What, for example, is the State’s policy on whether or not Muslim girls attending publicly funded schools should be allowed to wear the hijab in class?

The single answer the State has given to this question is a decade old. It is a short statement issued in September 2008 by Conor Lenihan and then minister for education Batt O’Keeffe. Its bottom line is: “The current system, whereby schools decide their uniform policy at a local level, is reasonable, works and should be maintained.”

Translation: you’re on your own, folks.

The statement recommends that full-face coverings should not be allowed, but even this is just a suggestion.

Secular republic

This is not mere laziness. To think about the wearing of the hijab or any other non-Christian religious garments or symbols in schools, one would have to think about what kind of spaces those schools are supposed to be.

Are they arenas for the promulgation of a particular religion? Or are they safe, neutral spaces where every child is welcomed as an equal? Do those schools serve a church or a secular republic?

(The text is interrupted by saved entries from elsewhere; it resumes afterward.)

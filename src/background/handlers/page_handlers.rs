//! Requests answered by a page rather than by the background itself.

use serde_json::{Map, Value};
use tracing::{debug, warn};

use crate::background::BackgroundServices;
use crate::background::messaging::{ContextError, MessageSender};
use crate::protocol::{Ack, PageControl, PageMessage, ProductTitle, VendorHtml};
use crate::settings::models::{StorageArea, local_keys};

async fn send_to_active_tab(services: &BackgroundServices, message: PageControl) -> Result<Value, ContextError> {
    let tab = services.tabs.active_tab().await.ok_or(ContextError::NoActiveTab)?;
    services
        .tabs
        .send_to_tab(tab.id, PageMessage::from(message).to_value())
        .await
}

/// Relay `PAGE_TYPE` / `CART_PAGE` to the active tab and return its answer.
pub async fn proxy_to_active_tab(services: BackgroundServices, message: PageControl) -> Value {
    match send_to_active_tab(&services, message).await {
        Ok(response) => response,
        Err(e) => {
            debug!(error = %e, "Active tab did not answer proxied message");
            Ack::failed(e.to_string()).to_value()
        }
    }
}

pub async fn product_title(services: BackgroundServices) -> Value {
    let fallback = || serde_json::to_value(ProductTitle::default()).unwrap_or(Value::Null);

    match send_to_active_tab(&services, PageControl::GetProductTitle).await {
        Ok(response) if response.get("title").is_some() => response,
        Ok(response) => {
            warn!(response = %response, "Title request answered without a title, using empty title");
            fallback()
        }
        Err(e) => {
            warn!(error = %e, "Title request failed, using empty title");
            fallback()
        }
    }
}

/// Ask the sender's own tab for the vendor block of its product page.
pub async fn vendor_html(services: BackgroundServices, sender: MessageSender) -> Value {
    let fallback = || serde_json::to_value(VendorHtml::default()).unwrap_or(Value::Null);

    let Some(tab_id) = sender.tab_id() else {
        warn!("Vendor html requested outside of a tab, using empty html");
        return fallback();
    };

    let message = PageMessage::from(PageControl::GetVendorHtml).to_value();
    match services.tabs.send_to_tab(tab_id, message).await {
        Ok(response) => response,
        Err(e) => {
            warn!(tab_id, error = %e, "Vendor html request failed, using empty html");
            fallback()
        }
    }
}

/// Persist the cart contents, then tell the active tab without waiting on it.
pub async fn cart_items_updated(services: BackgroundServices, data: Value) -> Value {
    let mut items = Map::new();
    items.insert(local_keys::CART_ITEMS.to_string(), data.clone());

    if let Err(e) = services.store.set(StorageArea::Local, items).await {
        warn!(error = ?e, "Failed to store cart items");
        return Ack::failed(e.to_string()).to_value();
    }

    if let Err(e) = send_to_active_tab(&services, PageControl::CartItemsUpdated { data }).await {
        debug!(error = %e, "Cart update notification not delivered");
    }
    Ack::ok().to_value()
}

But the State doesn’t want to think about this because it is deeply engaged in double-think. Legally and officially, the schools are religious spaces, structured around faith-formation. But it is necessary to maintain the pretence that they are public institutions in which everyone has the same rights. The way to deal with this contradiction is to pretend that it does not exist.

The consequences of this double-think are rather paradoxical. The State refuses to integrate people by creating a secular republic in which all participate as equal citizens rather than as members of specific identity groups. This encourages a particularly flabby kind of multiculturalism: to each his own.

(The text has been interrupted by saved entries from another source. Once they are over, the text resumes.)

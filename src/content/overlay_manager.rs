//! Lifecycle of the floating overlay frame on one page.

use std::sync::Arc;

use serde::{Deserialize, Serialize};
use serde_json::{Map, Value};
use tracing::{debug, info, warn};

use super::document::{InlineStyle, PageDocument, SharedDocument, WindowEvent};
use super::page_context::PageContext;
use super::styles::{OVERLAY_BASE_STYLE, OVERLAY_FRAME_ID, overlay_geometry};
use crate::assets::ExtensionAssets;
use crate::protocol::FrameMessage;
use crate::settings::models::settings_record::parse_field;
use crate::settings::models::{StorageArea, local_keys};
use crate::settings::repositories::SettingsStore;

/// Why the overlay was last hidden by a keyboard toggle.
#[derive(Clone, Copy, Debug, Default, PartialEq, Eq, Serialize, Deserialize)]
#[serde(rename_all = "camelCase")]
pub enum OverlayHiddenReason {
    #[default]
    None,
    /// Removed by the overlay toggle (`toggle_iframe`).
    HiddenByToggleA,
    /// Removed by the sidebar toggle (`toggle_sidebar`).
    HiddenByToggleV,
}

#[derive(Clone)]
pub struct OverlayManager {
    document: SharedDocument,
    context: Arc<PageContext>,
    store: Arc<dyn SettingsStore>,
    assets: ExtensionAssets,
}

impl OverlayManager {
    pub fn new(
        document: SharedDocument,
        context: Arc<PageContext>,
        store: Arc<dyn SettingsStore>,
        assets: ExtensionAssets,
    ) -> Self {
        Self {
            document,
            context,
            store,
            assets,
        }
    }

    pub fn is_present(&self) -> bool {
        self.document.lock().frame(OVERLAY_FRAME_ID).is_some()
    }

    pub fn is_expanded(&self) -> bool {
        self.document
            .lock()
            .frame(OVERLAY_FRAME_ID)
            .is_some_and(|frame| frame.style.get("width") == Some("100%"))
    }

    /// Append the frame, collapsed, and re-register the resize listener.
    /// No-op when the frame already exists.
    pub fn create(&self) {
        if !self.context.is_active() || self.is_present() {
            return;
        }

        let mut style = InlineStyle::default();
        for (property, value) in OVERLAY_BASE_STYLE.iter().chain(overlay_geometry(false).iter()) {
            style.set(property, *value);
        }

        let mut doc = self.document.lock();
        let window = doc.append_frame(OVERLAY_FRAME_ID, self.assets.overlay_document_url(), style);

        let listener = doc.add_window_listener(Arc::new(move |doc: &mut PageDocument, event: &WindowEvent| {
            if event.source != Some(window) {
                return;
            }
            if let Ok(FrameMessage::ResizeIframe { is_open }) = serde_json::from_value(event.data.clone())
                && let Some(frame) = doc.frame_mut(OVERLAY_FRAME_ID)
            {
                for (property, value) in overlay_geometry(is_open) {
                    frame.style.set(property, value);
                }
            }
        }));

        if let Some(previous) = self.context.replace_overlay_listener(Some(listener)) {
            doc.remove_window_listener(previous);
        }
        debug!(window, "Overlay frame created");
    }

    /// Remove the frame and its resize listener. Returns whether it was present.
    pub fn remove(&self) -> bool {
        let mut doc = self.document.lock();
        if let Some(listener) = self.context.replace_overlay_listener(None) {
            doc.remove_window_listener(listener);
        }
        let removed = doc.remove_frame(OVERLAY_FRAME_ID).is_some();
        if removed {
            debug!("Overlay frame removed");
        }
        removed
    }

    fn post_toggle_sidebar(&self) {
        let message = serde_json::to_value(FrameMessage::ToggleSidebar).unwrap_or(Value::Null);
        self.document.lock().post_to_frame(OVERLAY_FRAME_ID, message);
    }

    pub async fn hidden_reason(&self) -> OverlayHiddenReason {
        match self
            .store
            .get(StorageArea::Local, &[local_keys::OVERLAY_HIDDEN_REASON])
            .await
        {
            Ok(items) => parse_field(&items, local_keys::OVERLAY_HIDDEN_REASON).unwrap_or_default(),
            Err(e) => {
                warn!(error = ?e, "Failed to read overlay hidden reason");
                OverlayHiddenReason::None
            }
        }
    }

    async fn set_hidden_reason(&self, reason: OverlayHiddenReason) {
        let mut items = Map::new();
        items.insert(
            local_keys::OVERLAY_HIDDEN_REASON.to_string(),
            serde_json::to_value(reason).unwrap_or(Value::Null),
        );
        if let Err(e) = self.store.set(StorageArea::Local, items).await {
            warn!(error = ?e, ?reason, "Failed to store overlay hidden reason");
        }
    }

    /// `toggle_iframe`: remove when present, create collapsed when absent.
    pub async fn toggle_overlay(&self) {
        if !self.context.is_active() {
            return;
        }
        if self.remove() {
            self.set_hidden_reason(OverlayHiddenReason::HiddenByToggleA).await;
            info!("Overlay hidden by toggle");
        } else {
            self.create();
            self.set_hidden_reason(OverlayHiddenReason::None).await;
            info!("Overlay shown by toggle");
        }
    }

    /// `toggle_sidebar`: open or close the sidebar. A present frame is handed
    /// to the sidebar toggle, which removes it on the following press. Only a
    /// frame removed that way is recreated.
    pub async fn toggle_sidebar(&self) {
        if !self.context.is_active() {
            return;
        }
        let reason = self.hidden_reason().await;
        if !self.context.is_active() {
            return;
        }

        if !self.is_present() {
            if reason != OverlayHiddenReason::HiddenByToggleV {
                debug!(?reason, "Overlay not hidden by sidebar toggle, ignoring");
                return;
            }
            self.create();
            self.post_toggle_sidebar();
            info!("Overlay reopened by sidebar toggle");
            return;
        }

        self.post_toggle_sidebar();
        if reason == OverlayHiddenReason::HiddenByToggleV {
            self.remove();
            info!("Overlay hidden by sidebar toggle");
        } else {
            self.set_hidden_reason(OverlayHiddenReason::HiddenByToggleV).await;
        }
    }

    /// Show or hide the frame without touching the stored visibility.
    /// Hiding clears the toggle reason so no keyboard toggle brings it back.
    pub async fn set_visible(&self, visible: bool) {
        if visible {
            self.create();
        } else {
            self.remove();
            self.set_hidden_reason(OverlayHiddenReason::None).await;
        }
    }
}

Legally and officially, schools are religious spaces, structured around faith-formation. But it is necessary to maintain the pretence that they are public institutions in which everyone has the same rights

Let the Catholics interact with basic services like education and healthcare as Catholics, the Muslims as Muslims, the Presbyterians as Presbyterians and so on.

It sounds nice and tolerant. But what happens when a Muslim academic like Ali Selim seems to suggest that female genital mutilation is sometimes a medical necessity? Is it okay for people to encourage FGM? Is it okay, to take a less extreme example of Ali Selim’s previously stated views, to insist that Muslim girls not be taught music in school or have their access to sports severely limited?

What happens when people (usually men) appeal to their “culture” as a greater authority than the rights of women and children in Irish law and practice?

Special exemptions

A secular republic has a pretty good answer to these questions: the law doesn’t care about your religion or ethnicity, and “culture” does not excuse domination. Ours, it says, is a state in which public services and institutions treat everybody the same – discrimination is outlawed but so are claims for special exemptions.

But the Irish State can’t give these answers. It is patently not a state whose institutions – most obviously its schools – treat everyone equally. It is in a very weak position when it comes to insisting – as it should – that nobody gets to play the religious card in claiming privileges or opting out of common obligations and standards.

This is why the State chooses to do virtually nothing about a task of integration that it recognised a decade ago as one of the most urgent in Irish society. Creating a secular republic to which people of all identities can fully belong is just too much trouble. It demands a clarity of purpose to which the State remains allergic.

It is easier for the moment to drift along and hope that the consequences of the failures of integration that haunt so much of Europe will never be felt here.